I was expecting more screaming in the night, more nightmares. Maybe the earplugs kept all that out. Everything I did then, I saw through the prism of being in a “mental hospital.” My hands were shaking. My knee was bouncing. I whispered to myself. All these things were somewhat normal on the outside, but now they fit the “profile” of an inmate of a mental hospital. My roommate Dan left and I was fearful about who they were going to put me with next. I got my own room, at least for two days. The Birnie Bus Service bore Dan away. Dan was a poor man eking it out, but with a system. Dan had COPD and in the darkness at night he would slam his head hard on the concrete wall and cry. He was replaced by the scariest muttering man I’ve ever seen. This new guy was brought in overnight out of an Escape From New York apocalypse wasteland like that guy Romero who first meets with the cops and tells them to leave in thirty seconds or the president dies. Romero was put into my room while I slept. So I woke up and was aware of him sleeping in his bed. Maybe sedated. My room was normally a safe zone but I avoided it for the rest of my time, to avoid him. He seemed violent like a prison inmate and the male nurse told me “once he gets stabilized he’ll be fine.” 

I had to answer the phone outside my room like somebody’s little brother, who had to go into the ward to find the lioness woman who was being called. “Just say I’m not here,” the woman in the common room said, and I yelled that I was not going to lie for her. Funny how I couldn’t forgive certain people even though they were mentally ill. What does that say about how I looked at myself and still do?

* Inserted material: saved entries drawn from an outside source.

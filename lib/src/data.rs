use crate::results::WordFinderError;
use log::debug;
use log::info;
use serde_json::Value;
use std::io::BufRead;
use std::ops::Deref;
use std::result::Result;
use std::sync::Arc;

/// The number of letters in every word handled by this crate.
pub const WORD_LENGTH: usize = 5;

/// Normalizes a single letter for comparison.
///
/// Letters are lower-cased, and `ё` is folded into `е`, since word games treat them as the same
/// letter.
pub fn normalize_letter(letter: char) -> char {
    match letter {
        'ё' | 'Ё' => 'е',
        _ => {
            let mut lower = letter.to_lowercase();
            match (lower.next(), lower.next()) {
                (Some(single), None) => single,
                _ => letter,
            }
        }
    }
}

/// Trims the given word and normalizes each of its letters with [`normalize_letter`].
pub fn normalize_word(word: &str) -> String {
    word.trim().chars().map(normalize_letter).collect()
}

/// A word from the lexicon along with its frequency weight.
#[derive(Clone, Debug, PartialEq)]
#[cfg_attr(feature = "serde", derive(serde::Serialize, serde::Deserialize))]
pub struct WordEntry {
    /// The normalized, five-letter word.
    pub word: Arc<str>,
    /// A non-negative, Zipf-like frequency score. Higher means more common.
    pub weight: f64,
}

impl WordEntry {
    /// Constructs a new entry, normalizing the word.
    ///
    /// Negative or non-finite weights are stored as `0.0`.
    ///
    /// Returns [`WordFinderError::WordLength`] if the normalized word is not exactly
    /// [`WORD_LENGTH`] letters long.
    pub fn new(word: &str, weight: f64) -> Result<WordEntry, WordFinderError> {
        let word = normalize_word(word);
        let length = word.chars().count();
        if length != WORD_LENGTH {
            return Err(WordFinderError::WordLength(length));
        }
        Ok(WordEntry {
            word: Arc::from(word.as_str()),
            weight: if weight.is_finite() && weight > 0.0 {
                weight
            } else {
                0.0
            },
        })
    }
}

/// Summary information about a [`Lexicon`].
#[derive(Clone, Copy, Debug, Default, PartialEq, Eq)]
pub struct LexiconStats {
    /// The number of entries in the lexicon.
    pub total_words: usize,
    /// The number of entries with a positive frequency weight.
    pub weighted_words: usize,
}

/// The ordered list of candidate words, each with a frequency weight.
///
/// A lexicon is built once and then only read. Queries borrow it, so a single lexicon can be
/// shared across threads.
///
/// ```
/// use ru_word_finder::Lexicon;
///
/// let lexicon = Lexicon::from_iterator(vec![("Книга", 5.2), ("такси", 4.3)])?;
///
/// assert_eq!(lexicon.len(), 2);
/// assert_eq!(lexicon[0].word.as_ref(), "книга");
/// # Ok::<(), ru_word_finder::WordFinderError>(())
/// ```
#[derive(Clone, Debug, Default, PartialEq)]
#[cfg_attr(feature = "serde", derive(serde::Serialize))]
pub struct Lexicon {
    entries: Vec<WordEntry>,
}

impl Lexicon {
    /// Constructs a new `Lexicon` from (word, weight) pairs.
    ///
    /// Blank words are skipped. Each word is normalized. Duplicates are kept as distinct
    /// entries.
    pub fn from_iterator<I, S>(words: I) -> Result<Self, WordFinderError>
    where
        I: IntoIterator<Item = (S, f64)>,
        S: AsRef<str>,
    {
        let entries = words
            .into_iter()
            .filter(|(word, _)| !word.as_ref().trim().is_empty())
            .map(|(word, weight)| WordEntry::new(word.as_ref(), weight))
            .collect::<Result<Vec<WordEntry>, WordFinderError>>()?;
        Ok(Lexicon { entries })
    }

    /// Constructs a new `Lexicon` by reading JSON lines from the given reader.
    ///
    /// Each line should be an object like `{"word": "книга", "zipf": 5.2}`. Lines that are blank,
    /// are not valid JSON, or have no string `word` field are skipped. A missing or non-numeric
    /// `zipf` field results in a weight of `0.0`.
    pub fn from_jsonl_reader<R: BufRead>(reader: R) -> Result<Self, WordFinderError> {
        let mut entries = Vec::new();
        let mut num_lines = 0;
        for maybe_line in reader.lines() {
            let line = maybe_line?;
            num_lines += 1;
            let line = line.trim();
            if line.is_empty() {
                continue;
            }
            let value: Value = match serde_json::from_str(line) {
                Ok(value) => value,
                Err(err) => {
                    debug!("Skipping lexicon line {}: {}", num_lines, err);
                    continue;
                }
            };
            let word = match value.get("word").and_then(Value::as_str) {
                Some(word) => word,
                None => {
                    debug!("Skipping lexicon line {}: no word", num_lines);
                    continue;
                }
            };
            let weight = value.get("zipf").and_then(Value::as_f64).unwrap_or(0.0);
            entries.push(WordEntry::new(word, weight)?);
        }
        info!(
            "Loaded {} words from {} lexicon lines",
            entries.len(),
            num_lines
        );
        Ok(Lexicon { entries })
    }

    /// Retrieves the entries, in lexicon order.
    pub fn entries(&self) -> &[WordEntry] {
        &self.entries
    }

    /// Returns the number of entries.
    pub fn len(&self) -> usize {
        self.entries.len()
    }

    /// Returns `true` iff the lexicon has no entries.
    pub fn is_empty(&self) -> bool {
        self.entries.is_empty()
    }

    /// Computes summary statistics for this lexicon.
    pub fn stats(&self) -> LexiconStats {
        LexiconStats {
            total_words: self.entries.len(),
            weighted_words: self
                .entries
                .iter()
                .filter(|entry| entry.weight > 0.0)
                .count(),
        }
    }
}

impl Deref for Lexicon {
    type Target = [WordEntry];

    fn deref(&self) -> &Self::Target {
        &self.entries
    }
}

I had from my short time away from life, my two weeks worth of retrospect, this weird suspicion that I somehow played with fire with this whole suicidal depression thing. Like I was getting burned in the hospital. This was my fault. My desire to “be suicidal” caused this. It was a choice I was putting on her, and them. Family dinners at my parents seemed to be unthinkable right then. Everyone joking their way around me. It would be so hard for them to reestablish normalcy. Maybe I was an Okie too? An Okie with a vocabulary? My fictional alter ego Archie Chamberlain, who I had written a Faulkneresque novel about, he stands between rural and whatever's not rural. Hails from dairy farmers but couldn't farm to save his life, too far removed from it. In time. The grandchild of farmers and general store owners, the Snopeses. But still believing in his own farmer cred.

Tell her you'll always care for her no matter what she decides. Take things slowly and on small steps. That’s the funny sad bargaining thought you have seeking mercy from the person who has total control over your future. It’s wrong but I associated her with the psychiatrist, the institution that had me locked up for my own safety. They were allies even though I know now they weren’t. That way lies a host of resentments, a paranoia it has been hard not to give way to. I thought I could buy myself time (for what?) by writing her a letter that said “I am sorry for the anguish I caused you. I was in a fog, I was unaware of the full extent of my behavior’s impact on you. I wish I could have done the last two months differently. I'll always care for you no matter what you decide.”

One gelatinous tear moved through a forest of beard-whiskers as I saw a woman out the window. I thought it was my wife. She had a little girl with her who was too much in motion to see. They were hopping like frogs in the Bassett Hospital parking lot, hopping in turn, like “jump where I jumped.”